Before becoming a private chef, the Hong Kong-raised Lau was an entrepreneur who ran a fashion business, and is often spotted at brand and society events. After cooking for a special someone from the Rosewood Hotel Group, she was invited to do a four-day pop-up at their Hong Kong property in 2021 – a real challenge given Lau is used to doing everything from the morning market run and mise en place, to plating and serving, alone and at home.

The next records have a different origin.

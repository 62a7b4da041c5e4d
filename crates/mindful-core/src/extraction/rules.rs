//! Extraction rules - ordered, bounded candidate matchers
//!
//! Each matcher is an independent pure function over the raw message
//! text returning a bounded candidate list. The per-category caps
//! (3 people, 2 emotions, 2 activities) and the fixed vocabulary and
//! template orders are behavioral, not incidental: downstream consumers
//! rely on them, so do not "tidy" them.
//!
//! Matching is ASCII case-insensitive where insensitivity applies. The
//! extractor is best-effort and lossy by design; it trades recall for
//! determinism.

/// Single-token capitalized words that are sentence furniture, not names
const PERSON_STOPWORDS: &[&str] = &["I", "My", "The", "This", "That"];

/// Emotion vocabulary, in the order matches are reported
pub const EMOTION_VOCABULARY: &[&str] = &[
    "happy",
    "sad",
    "angry",
    "excited",
    "anxious",
    "calm",
    "frustrated",
    "grateful",
    "worried",
    "content",
];

/// Activity templates, applied in this order; each matches
/// "<template> <token>" where the token is one alphanumeric word
pub const ACTIVITY_TEMPLATES: &[&str] = &["went to", "had", "did", "played", "watched"];

const MAX_PERSONS: usize = 3;
const MAX_EMOTIONS: usize = 2;
const MAX_ACTIVITIES: usize = 2;

/// One whitespace-separated token with its punctuation context
struct Token<'a> {
    /// Token with surrounding punctuation stripped
    core: &'a str,
    /// No leading punctuation was stripped (run can continue into this)
    clean_lead: bool,
    /// No trailing punctuation was stripped (run can continue past this)
    clean_trail: bool,
}

impl Token<'_> {
    /// Capital letter followed by only lowercase letters ("Sarah", "I")
    fn is_capitalized_word(&self) -> bool {
        let mut chars = self.core.chars();
        match chars.next() {
            Some(first) if first.is_ascii_uppercase() => {
                chars.all(|c| c.is_ascii_lowercase())
            }
            _ => false,
        }
    }
}

fn tokenize(text: &str) -> Vec<Token<'_>> {
    text.split_whitespace()
        .map(|raw| {
            let core = raw.trim_matches(|c: char| !c.is_ascii_alphanumeric());
            Token {
                core,
                clean_lead: raw.starts_with(core) || core.is_empty(),
                clean_trail: raw.ends_with(core) || core.is_empty(),
            }
        })
        .collect()
}

/// Person candidates: maximal runs of 1-3 consecutive capitalized
/// word-tokens, in order of appearance.
///
/// A run only spans tokens joined by plain whitespace; punctuation on
/// either side of the gap breaks it. Single-token runs that are common
/// sentence starters ("I", "My", ...) are discarded. At most the first
/// 3 surviving candidates are kept.
pub fn person_candidates(text: &str) -> Vec<String> {
    let tokens = tokenize(text);
    let mut candidates = Vec::new();
    let mut i = 0;

    while i < tokens.len() && candidates.len() < MAX_PERSONS {
        if !tokens[i].is_capitalized_word() {
            i += 1;
            continue;
        }

        let mut run = vec![tokens[i].core];
        let mut j = i;
        while run.len() < 3
            && tokens[j].clean_trail
            && j + 1 < tokens.len()
            && tokens[j + 1].clean_lead
            && tokens[j + 1].is_capitalized_word()
        {
            j += 1;
            run.push(tokens[j].core);
        }

        let keep = run.len() > 1 || !PERSON_STOPWORDS.contains(&run[0]);
        if keep {
            candidates.push(run.join(" "));
        }
        i = j + 1;
    }

    candidates
}

/// Emotion candidates: case-insensitive substring match against the
/// fixed vocabulary, reported in vocabulary order (not appearance
/// order), at most 2.
pub fn emotion_candidates(text: &str) -> Vec<String> {
    let lowered = text.to_ascii_lowercase();
    EMOTION_VOCABULARY
        .iter()
        .filter(|word| lowered.contains(*word))
        .take(MAX_EMOTIONS)
        .map(|word| word.to_string())
        .collect()
}

/// Activity candidates: case-insensitive match against the fixed
/// templates in template order, at most 2 overall. Each candidate is
/// the matched phrase as it appears in the original text ("had lunch").
pub fn activity_candidates(text: &str) -> Vec<String> {
    // ASCII lowering preserves byte offsets, so matches found in the
    // lowered copy slice cleanly out of the original text.
    let lowered = text.to_ascii_lowercase();
    let bytes = lowered.as_bytes();
    let mut candidates = Vec::new();

    for template in ACTIVITY_TEMPLATES {
        let mut search_from = 0;
        while candidates.len() < MAX_ACTIVITIES {
            let Some(found) = lowered[search_from..].find(template) else {
                break;
            };
            let start = search_from + found;
            let template_end = start + template.len();
            search_from = start + 1;

            // Word boundary before the template verb
            if start > 0 && bytes[start - 1].is_ascii_alphanumeric() {
                continue;
            }
            // At least one whitespace, then one alphanumeric token
            let mut idx = template_end;
            while idx < bytes.len() && bytes[idx].is_ascii_whitespace() {
                idx += 1;
            }
            if idx == template_end || idx >= bytes.len() {
                continue;
            }
            let token_start = idx;
            while idx < bytes.len() && bytes[idx].is_ascii_alphanumeric() {
                idx += 1;
            }
            if idx == token_start {
                continue;
            }

            candidates.push(text[start..idx].to_string());
            search_from = idx;
        }
        if candidates.len() >= MAX_ACTIVITIES {
            break;
        }
    }

    candidates
}

// ============================================================================
// TESTS
// ============================================================================

#[cfg(test)]
mod tests {
    use super::*;

    #[test]
    fn test_person_basic() {
        let people = person_candidates("I had lunch with Sarah and felt happy");
        assert_eq!(people, vec!["Sarah".to_string()]);
    }

    #[test]
    fn test_person_multiword_run() {
        let people = person_candidates("Met Sarah Jones at the park");
        assert_eq!(people, vec!["Met Sarah Jones".to_string()]);
    }

    #[test]
    fn test_person_run_capped_at_three() {
        let people = person_candidates("Anna Bella Clara Dora came over");
        assert_eq!(
            people,
            vec!["Anna Bella Clara".to_string(), "Dora".to_string()]
        );
    }

    #[test]
    fn test_person_punctuation_breaks_run() {
        let people = person_candidates("Sarah, Maya and Tom");
        assert_eq!(
            people,
            vec!["Sarah".to_string(), "Maya".to_string(), "Tom".to_string()]
        );
    }

    #[test]
    fn test_person_stopwords_discarded() {
        assert!(person_candidates("I think").is_empty());
        assert!(person_candidates("My dog ran. The end. This works. That too.").is_empty());
    }

    #[test]
    fn test_person_cap_at_three_candidates() {
        let people = person_candidates("Al, Bo, Cy, Di, and Ed were there");
        assert_eq!(
            people,
            vec!["Al".to_string(), "Bo".to_string(), "Cy".to_string()]
        );
    }

    #[test]
    fn test_person_all_caps_not_a_name() {
        assert!(person_candidates("WOW that was LOUD").is_empty());
    }

    #[test]
    fn test_emotion_vocabulary_order() {
        // "worried" appears first in the text but "anxious" comes first
        // in the vocabulary.
        let emotions = emotion_candidates("worried and anxious all week");
        assert_eq!(emotions, vec!["anxious".to_string(), "worried".to_string()]);
    }

    #[test]
    fn test_emotion_cap_at_two() {
        let emotions = emotion_candidates("happy, sad, and angry at once");
        assert_eq!(emotions, vec!["happy".to_string(), "sad".to_string()]);
    }

    #[test]
    fn test_emotion_case_insensitive_substring() {
        let emotions = emotion_candidates("Feeling HAPPY today");
        assert_eq!(emotions, vec!["happy".to_string()]);
    }

    #[test]
    fn test_emotion_none() {
        assert!(emotion_candidates("nothing of note").is_empty());
    }

    #[test]
    fn test_activity_basic_template() {
        let activities = activity_candidates("I had lunch with Sarah");
        assert_eq!(activities, vec!["had lunch".to_string()]);
    }

    #[test]
    fn test_activity_template_order_beats_appearance() {
        // "watched" appears before "went to" in the text, but template
        // order reports "went to" first.
        let activities = activity_candidates("We watched movies then went to bed");
        assert_eq!(
            activities,
            vec!["went to bed".to_string(), "watched movies".to_string()]
        );
    }

    #[test]
    fn test_activity_cap_at_two_overall() {
        let activities = activity_candidates("went to work, had lunch, played chess");
        assert_eq!(
            activities,
            vec!["went to work".to_string(), "had lunch".to_string()]
        );
    }

    #[test]
    fn test_activity_word_boundary() {
        // "had" inside "shadow" is not a template hit.
        assert!(activity_candidates("the shadow grew").is_empty());
    }

    #[test]
    fn test_activity_preserves_original_case() {
        let activities = activity_candidates("We Played Chess");
        assert_eq!(activities, vec!["Played Chess".to_string()]);
    }

    #[test]
    fn test_activity_requires_following_token() {
        assert!(activity_candidates("guess what I did").is_empty());
    }

    #[test]
    fn test_empty_and_whitespace_messages() {
        assert!(person_candidates("").is_empty());
        assert!(emotion_candidates("   ").is_empty());
        assert!(activity_candidates("\n\t").is_empty());
    }
}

Guests were treated to many of Lau’s signatures: hairy crab roe yellow croaker fish dumplings in sour pickle fish soup, Thai-style steamed wild Macau sole, Spanish red prawns with noodles and hairy crab roe fish maw claypot rice (the last of which has inspired quite a few copycats around town, Lau has since noticed).

The self-taught chef enjoyed having a full kitchen to work with – the complexity of the dishes she can prepare at others’ homes is occasionally compromised by the limitations of their kitchens.

Private home chef Nero Ip. Photo: Handout
Private home chef Nero Ip. Photo: Handout

Another private chef raised in the city, Nero Ip, says he enjoys the challenge and interactions he has when cooking in other peoples’ homes.

Ip, too, was a fixture on Hong Kong’s social scene. Prior to launching Nero’s Kitchen, offering home banquets featuring Shunde-style cuisine, which isn’t so often seen in high-end restaurants in the city, he ran a luxury floral design business with floral artist Kirk Cheng, which saw a dip in clientele when events all but stopped in 2020.